BEGIN

//! Correlation types for tying diagnostics to one top-level comparison
//!
//! Every call into the engine gets its own `ComparisonId`, recorded on the
//! `compare` span so that mismatch lines from interleaved comparisons can be
//! told apart.

use serde::{Deserialize, Serialize};
use uuid::Uuid;

/// Unique identifier for a single top-level comparison
#[derive(Debug, Clone, PartialEq, Eq, Hash, Serialize, Deserialize)]
pub struct ComparisonId(String);

impl ComparisonId {
    /// Generate a new ComparisonId using UUIDv7
    pub fn new() -> Self {
        Self(Uuid::now_v7().to_string())
    }

    /// Get the string representation
    pub fn as_str(&self) -> &str {
        &self.0
    }

    /// Create from an existing string (for deserialization)
    pub fn from_string(s: String) -> Self {
        Self(s)
    }
}

impl Default for ComparisonId {
    fn default() -> Self {
        Self::new()
    }
}

impl std::fmt::Display for ComparisonId {
    fn fmt(&self, f: &mut std::fmt::Formatter<'_>) -> std::fmt::Result {
        write!(f, "{}", self.0)
    }
}
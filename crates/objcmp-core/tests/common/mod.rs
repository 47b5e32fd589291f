//! Sample object graphs shared by the integration tests

#![allow(dead_code)]

use std::cell::{Cell, OnceCell};
use std::rc::Rc;

use chrono::NaiveDate;
use objcmp_core::{inspect_record, AccessError, FieldDescriptor, Inspect, Record, View};

#[derive(Debug, Clone)]
pub struct Address {
    pub street: String,
    pub city: String,
}

inspect_record! {
    Address { street, city }
}

#[derive(Debug, Clone)]
pub struct Person {
    pub name: String,
    pub age: u32,
    pub email: Option<String>,
    pub tags: Vec<String>,
    pub address: Option<Box<Address>>,
    pub birthday: NaiveDate,
    pub last_seen: String,
    pub nickname: Option<String>,
    pub password_hash: String,
}

inspect_record! {
    Person {
        name,
        age,
        email,
        tags,
        address,
        birthday,
        #[skip] last_seen,
        #[deprecated] nickname,
        #[hidden] password_hash,
    }
}

/// A fully populated person; vary fields with struct update syntax
pub fn alice() -> Person {
    Person {
        name: "Alice".to_string(),
        age: 34,
        email: Some("alice@example.com".to_string()),
        tags: vec!["admin".to_string(), "ops".to_string()],
        address: Some(Box::new(Address {
            street: "1 Main St".to_string(),
            city: "Springfield".to_string(),
        })),
        birthday: NaiveDate::from_ymd_opt(1990, 4, 2).unwrap_or_default(),
        last_seen: "2024-01-01T10:00:00".to_string(),
        nickname: Some("Al".to_string()),
        password_hash: "hash-a".to_string(),
    }
}

/// Same shape as `Person` minus the excluded fields; stands in for it
#[derive(Debug, Clone)]
pub struct Contact {
    pub name: String,
    pub age: u32,
}

impl Inspect for Contact {
    fn view(&self) -> View<'_> {
        View::Record(self)
    }

    fn supertypes(&self) -> Vec<objcmp_core::TypeInfo> {
        vec![objcmp_core::TypeInfo::of::<Person>()]
    }
}

impl Record for Contact {
    fn fields(&self) -> &'static [FieldDescriptor] {
        const FIELDS: &[FieldDescriptor] =
            &[FieldDescriptor::new("name"), FieldDescriptor::new("age")];
        FIELDS
    }

    fn field(&self, index: usize) -> objcmp_core::Result<&dyn Inspect> {
        match index {
            0 => Ok(&self.name),
            1 => Ok(&self.age),
            _ => Err(AccessError::FieldIndexOutOfRange { index, len: 2 }),
        }
    }
}

/// Singly linked node whose successor is set after construction
pub struct Link {
    pub id: u32,
    pub next: OnceCell<Rc<Link>>,
}

inspect_record! {
    Link { id, next }
}

/// Build a ring of `len` links whose ids follow `id_of`
pub fn ring(len: u32, id_of: impl Fn(u32) -> u32) -> Rc<Link> {
    let links: Vec<Rc<Link>> = (0..len)
        .map(|i| {
            Rc::new(Link {
                id: id_of(i),
                next: OnceCell::new(),
            })
        })
        .collect();

    for (i, link) in links.iter().enumerate() {
        let next = links[(i + 1) % links.len()].clone();
        link.next.set(next).ok();
    }

    links[0].clone()
}

/// Record whose accessors fail on demand
pub struct Flaky {
    pub before: u32,
    pub broken: u32,
    pub exploding: u32,
    pub after: u32,
    pub break_reads: bool,
    pub panic_reads: bool,
}

impl Flaky {
    pub fn healthy(value: u32) -> Self {
        Self {
            before: value,
            broken: value,
            exploding: value,
            after: value,
            break_reads: false,
            panic_reads: false,
        }
    }
}

impl Inspect for Flaky {
    fn view(&self) -> View<'_> {
        View::Record(self)
    }
}

impl Record for Flaky {
    fn fields(&self) -> &'static [FieldDescriptor] {
        const FIELDS: &[FieldDescriptor] = &[
            FieldDescriptor::new("before"),
            FieldDescriptor::new("broken"),
            FieldDescriptor::new("exploding"),
            FieldDescriptor::new("after"),
        ];
        FIELDS
    }

    fn field(&self, index: usize) -> objcmp_core::Result<&dyn Inspect> {
        match index {
            0 => Ok(&self.before),
            1 if self.break_reads => Err(AccessError::unreadable("broken", "connection reset")),
            1 => Ok(&self.broken),
            2 if self.panic_reads => panic!("accessor blew up"),
            2 => Ok(&self.exploding),
            3 => Ok(&self.after),
            _ => Err(AccessError::FieldIndexOutOfRange { index, len: 4 }),
        }
    }
}

/// Sequence that reports more items than its iterator produces
pub struct ShortSequence {
    pub claimed: usize,
    pub items: Vec<u32>,
}

impl Inspect for ShortSequence {
    fn view(&self) -> View<'_> {
        View::Sequence(self)
    }
}

impl objcmp_core::Sequence for ShortSequence {
    fn len(&self) -> usize {
        self.claimed
    }

    fn element_type(&self) -> objcmp_core::TypeInfo {
        objcmp_core::TypeInfo::of::<u32>()
    }

    fn items(&self) -> objcmp_core::inspect::Items<'_> {
        Box::new(
            self.items
                .iter()
                .map(|item| Ok::<_, AccessError>(objcmp_core::Node::Value(item))),
        )
    }
}

/// Sequence that counts how often its items are requested
pub struct CountingSequence {
    pub items: Vec<u32>,
    pub reads: Cell<usize>,
}

impl CountingSequence {
    pub fn new(items: Vec<u32>) -> Self {
        Self {
            items,
            reads: Cell::new(0),
        }
    }
}

impl Inspect for CountingSequence {
    fn view(&self) -> View<'_> {
        View::Sequence(self)
    }
}

impl objcmp_core::Sequence for CountingSequence {
    fn len(&self) -> usize {
        self.items.len()
    }

    fn element_type(&self) -> objcmp_core::TypeInfo {
        objcmp_core::TypeInfo::of::<u32>()
    }

    fn items(&self) -> objcmp_core::inspect::Items<'_> {
        self.reads.set(self.reads.get() + 1);
        Box::new(
            self.items
                .iter()
                .map(|item| Ok::<_, AccessError>(objcmp_core::Node::Value(item))),
        )
    }
}

/// Record with a member that has no implementation behind it yet
pub struct Draft {
    pub title: String,
}

impl Inspect for Draft {
    fn view(&self) -> View<'_> {
        View::Record(self)
    }
}

impl Record for Draft {
    fn fields(&self) -> &'static [FieldDescriptor] {
        const FIELDS: &[FieldDescriptor] =
            &[FieldDescriptor::new("title"), FieldDescriptor::new("summary")];
        FIELDS
    }

    fn field(&self, index: usize) -> objcmp_core::Result<&dyn Inspect> {
        match index {
            0 => Ok(&self.title),
            1 => Err(AccessError::not_implemented("summary")),
            _ => Err(AccessError::FieldIndexOutOfRange { index, len: 2 }),
        }
    }
}

/// Leaf whose native equality panics
#[derive(Debug)]
pub struct Volatile(pub u32);

impl Inspect for Volatile {
    fn view(&self) -> View<'_> {
        View::Opaque
    }

    fn is_directly_comparable(&self) -> bool {
        true
    }

    fn eq_dyn(&self, _other: &dyn Inspect) -> bool {
        panic!("volatile value cannot be compared")
    }
}
//! Capability layer the engine walks instead of runtime reflection
//!
//! Every type that takes part in a comparison implements [`Inspect`]. The
//! trait exposes how the value is shaped ([`View`]), whether its own
//! equality/ordering can be trusted, and its runtime type. Records expose
//! their fields through [`Record`], containers their items through
//! [`Sequence`].
//!
//! Implementations for std and chrono types live in `std_impls`; user records
//! are registered with [`inspect_record!`](crate::inspect_record).

use std::any::{Any, TypeId};
use std::cmp::Ordering;

use crate::errors::Result;
use crate::fields::FieldDescriptor;

pub mod macros;
mod std_impls;

/// Object-safe access to `Any` for every sized `'static` type
pub trait AsAny {
    fn as_any(&self) -> &dyn Any;
}

impl<T: Any> AsAny for T {
    fn as_any(&self) -> &dyn Any {
        self
    }
}

/// Runtime type key of an inspected value
#[derive(Debug, Clone, Copy, PartialEq, Eq, Hash)]
pub struct TypeInfo {
    id: TypeId,
    name: &'static str,
}

impl TypeInfo {
    pub fn of<T: ?Sized + 'static>() -> Self {
        Self {
            id: TypeId::of::<T>(),
            name: std::any::type_name::<T>(),
        }
    }

    pub fn id(&self) -> TypeId {
        self.id
    }

    /// Fully qualified type name
    pub fn name(&self) -> &'static str {
        self.name
    }

    /// Type name with module paths stripped, e.g. `Vec<Person>`
    pub fn short_name(&self) -> String {
        let mut out = String::with_capacity(self.name.len());
        let mut segment_start = 0;
        let mut chars = self.name.chars().peekable();

        while let Some(c) = chars.next() {
            if c == ':' && chars.peek() == Some(&':') {
                chars.next();
                out.truncate(segment_start);
                continue;
            }
            out.push(c);
            if !(c.is_alphanumeric() || c == '_') {
                segment_start = out.len();
            }
        }

        out
    }
}

/// Structural shape a value exposes to the engine
#[derive(Clone, Copy)]
pub enum View<'a> {
    /// Missing value (`None`, an unset cell)
    Absent,
    /// Transparent wrapper around another value (`Some`, `Box`, `Rc`, ...)
    Forward(&'a dyn Inspect),
    /// Fixed two-slot key/value association
    Pair(&'a dyn Inspect, &'a dyn Inspect),
    /// Ordered, countable container
    Sequence(&'a dyn Sequence),
    /// Composite compared through named fields
    Record(&'a dyn Record),
    /// No structure to descend into; only native equality can judge it
    Opaque,
}

/// A position in the object graph
///
/// Most positions hold a value. Map-like sequences yield `Entry` positions
/// whose key and value are borrowed separately from the container.
#[derive(Clone, Copy)]
pub enum Node<'a> {
    Value(&'a dyn Inspect),
    Entry(&'a dyn Inspect, &'a dyn Inspect),
}

impl<'a> Node<'a> {
    /// Short type name used in diagnostics
    pub fn type_name(&self) -> String {
        match self {
            Node::Value(value) => value.type_info().short_name(),
            Node::Entry(key, value) => format!(
                "Entry<{}, {}>",
                key.type_info().short_name(),
                value.type_info().short_name()
            ),
        }
    }
}

impl<'a> From<&'a dyn Inspect> for Node<'a> {
    fn from(value: &'a dyn Inspect) -> Self {
        Node::Value(value)
    }
}

/// Capability trait implemented by every comparable type
pub trait Inspect: AsAny + 'static {
    /// How this value is shaped
    fn view(&self) -> View<'_>;

    fn type_info(&self) -> TypeInfo {
        TypeInfo::of::<Self>()
    }

    /// True when the type's own equality/ordering is trusted without
    /// structural decomposition
    fn is_directly_comparable(&self) -> bool {
        false
    }

    /// Native equality against a value of any type
    ///
    /// Returns `false` when the other value is of a different concrete type
    /// or when the type has no meaningful value equality.
    fn eq_dyn(&self, _other: &dyn Inspect) -> bool {
        false
    }

    /// Native ordering against a value of any type, if the type has one
    fn cmp_dyn(&self, _other: &dyn Inspect) -> Option<Ordering> {
        None
    }

    /// Types this value may stand in for when checking type compatibility
    fn supertypes(&self) -> Vec<TypeInfo> {
        Vec::new()
    }
}

/// Boxed iterator over the items of a [`Sequence`]
pub type Items<'a> = Box<dyn Iterator<Item = Result<Node<'a>>> + 'a>;

/// Ordered, countable container
pub trait Sequence {
    fn len(&self) -> usize;

    fn is_empty(&self) -> bool {
        self.len() == 0
    }

    /// Static type of the items
    fn element_type(&self) -> TypeInfo;

    /// Items in iteration order; an item that cannot be produced is an `Err`
    fn items(&self) -> Items<'_>;
}

/// Composite compared field by field
pub trait Record {
    /// Field table in declaration order
    fn fields(&self) -> &'static [FieldDescriptor];

    /// Read the field at `index` of the table returned by [`Record::fields`]
    ///
    /// # Errors
    ///
    /// Returns an [`AccessError`](crate::errors::AccessError) when the field
    /// cannot be read at invocation time.
    fn field(&self, index: usize) -> Result<&dyn Inspect>;
}

/// `PartialEq` lifted to `&dyn Inspect`; false for values of another type
pub fn native_eq<T: PartialEq + 'static>(this: &T, other: &dyn Inspect) -> bool {
    other
        .as_any()
        .downcast_ref::<T>()
        .is_some_and(|other| this == other)
}

/// `PartialOrd` lifted to `&dyn Inspect`; `None` for values of another type
pub fn native_cmp<T: PartialOrd + 'static>(this: &T, other: &dyn Inspect) -> Option<Ordering> {
    other
        .as_any()
        .downcast_ref::<T>()
        .and_then(|other| this.partial_cmp(other))
}
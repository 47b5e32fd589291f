use std::cell::OnceCell;
use std::cmp::Ordering;
use std::collections::{BTreeMap, BTreeSet, VecDeque};
use std::rc::Rc;
use std::sync::{Arc, OnceLock};

use super::{native_cmp, native_eq, Inspect, Items, Node, Sequence, TypeInfo, View};
use crate::errors::Result;

/// Values whose own `PartialEq`/`PartialOrd` are trusted as-is
macro_rules! leaf {
    ($($ty:ty),* $(,)?) => {
        $(
            impl Inspect for $ty {
                fn view(&self) -> View<'_> {
                    View::Opaque
                }

                fn is_directly_comparable(&self) -> bool {
                    true
                }

                fn eq_dyn(&self, other: &dyn Inspect) -> bool {
                    native_eq(self, other)
                }

                fn cmp_dyn(&self, other: &dyn Inspect) -> Option<Ordering> {
                    native_cmp(self, other)
                }
            }
        )*
    };
}

leaf!(
    (),
    bool,
    char,
    i8,
    i16,
    i32,
    i64,
    i128,
    isize,
    u8,
    u16,
    u32,
    u64,
    u128,
    usize,
    f32,
    f64,
    String,
    &'static str,
    std::time::Duration,
    chrono::NaiveDate,
    chrono::NaiveTime,
    chrono::NaiveDateTime,
    chrono::DateTime<chrono::Utc>,
    chrono::DateTime<chrono::FixedOffset>,
    chrono::Duration,
);

fn value_item<T: Inspect>(item: &T) -> Result<Node<'_>> {
    Ok(Node::Value(item))
}

fn entry_item<'a, K: Inspect, V: Inspect>(key: &'a K, value: &'a V) -> Result<Node<'a>> {
    Ok(Node::Entry(key, value))
}

impl<T: Inspect> Inspect for Option<T> {
    fn view(&self) -> View<'_> {
        match self {
            Some(value) => View::Forward(value),
            None => View::Absent,
        }
    }
}

impl<T: Inspect> Inspect for Box<T> {
    fn view(&self) -> View<'_> {
        View::Forward(self.as_ref())
    }
}

impl<T: Inspect> Inspect for Rc<T> {
    fn view(&self) -> View<'_> {
        View::Forward(self.as_ref())
    }
}

impl<T: Inspect> Inspect for Arc<T> {
    fn view(&self) -> View<'_> {
        View::Forward(self.as_ref())
    }
}

/// Trait objects forward to whatever concrete value they hold, so
/// heterogeneous containers such as `Vec<Box<dyn Inspect>>` compare item by
/// item on the concrete types
impl Inspect for Box<dyn Inspect> {
    fn view(&self) -> View<'_> {
        View::Forward(&**self)
    }
}

impl Inspect for Rc<dyn Inspect> {
    fn view(&self) -> View<'_> {
        View::Forward(&**self)
    }
}

impl Inspect for Arc<dyn Inspect> {
    fn view(&self) -> View<'_> {
        View::Forward(&**self)
    }
}

impl<T: Inspect> Inspect for OnceCell<T> {
    fn view(&self) -> View<'_> {
        match self.get() {
            Some(value) => View::Forward(value),
            None => View::Absent,
        }
    }
}

impl<T: Inspect> Inspect for OnceLock<T> {
    fn view(&self) -> View<'_> {
        match self.get() {
            Some(value) => View::Forward(value),
            None => View::Absent,
        }
    }
}

impl<K: Inspect, V: Inspect> Inspect for (K, V) {
    fn view(&self) -> View<'_> {
        View::Pair(&self.0, &self.1)
    }
}

/// Containers iterated value by value
macro_rules! sequence {
    ($($container:ident),* $(,)?) => {
        $(
            impl<T: Inspect> Inspect for $container<T> {
                fn view(&self) -> View<'_> {
                    View::Sequence(self)
                }
            }

            impl<T: Inspect> Sequence for $container<T> {
                fn len(&self) -> usize {
                    $container::len(self)
                }

                fn element_type(&self) -> TypeInfo {
                    TypeInfo::of::<T>()
                }

                fn items(&self) -> Items<'_> {
                    Box::new(self.iter().map(value_item))
                }
            }
        )*
    };
}

sequence!(Vec, VecDeque, BTreeSet);

impl<T: Inspect, const N: usize> Inspect for [T; N] {
    fn view(&self) -> View<'_> {
        View::Sequence(self)
    }
}

impl<T: Inspect, const N: usize> Sequence for [T; N] {
    fn len(&self) -> usize {
        N
    }

    fn element_type(&self) -> TypeInfo {
        TypeInfo::of::<T>()
    }

    fn items(&self) -> Items<'_> {
        Box::new(self.iter().map(value_item))
    }
}

impl<K: Inspect, V: Inspect> Inspect for BTreeMap<K, V> {
    fn view(&self) -> View<'_> {
        View::Sequence(self)
    }
}

impl<K: Inspect, V: Inspect> Sequence for BTreeMap<K, V> {
    fn len(&self) -> usize {
        BTreeMap::len(self)
    }

    fn element_type(&self) -> TypeInfo {
        TypeInfo::of::<(K, V)>()
    }

    fn items(&self) -> Items<'_> {
        Box::new(self.iter().map(|(key, value)| entry_item(key, value)))
    }
}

END

▸ Work task
If a line comes after the one containing "pub fn from_string(s: String)", leave it out; set down every line of the data before it, and that line itself, exactly.

▸ Task solution
//! Correlation types for tying diagnostics to one top-level comparison
//!
//! Every call into the engine gets its own `ComparisonId`, recorded on the
//! `compare` span so that mismatch lines from interleaved comparisons can be
//! told apart.

use serde::{Deserialize, Serialize};
use uuid::Uuid;

/// Unique identifier for a single top-level comparison
#[derive(Debug, Clone, PartialEq, Eq, Hash, Serialize, Deserialize)]
pub struct ComparisonId(String);

impl ComparisonId {
    /// Generate a new ComparisonId using UUIDv7
    pub fn new() -> Self {
        Self(Uuid::now_v7().to_string())
    }

    /// Get the string representation
    pub fn as_str(&self) -> &str {
        &self.0
    }

    /// Create from an existing string (for deserialization)
    pub fn from_string(s: String) -> Self {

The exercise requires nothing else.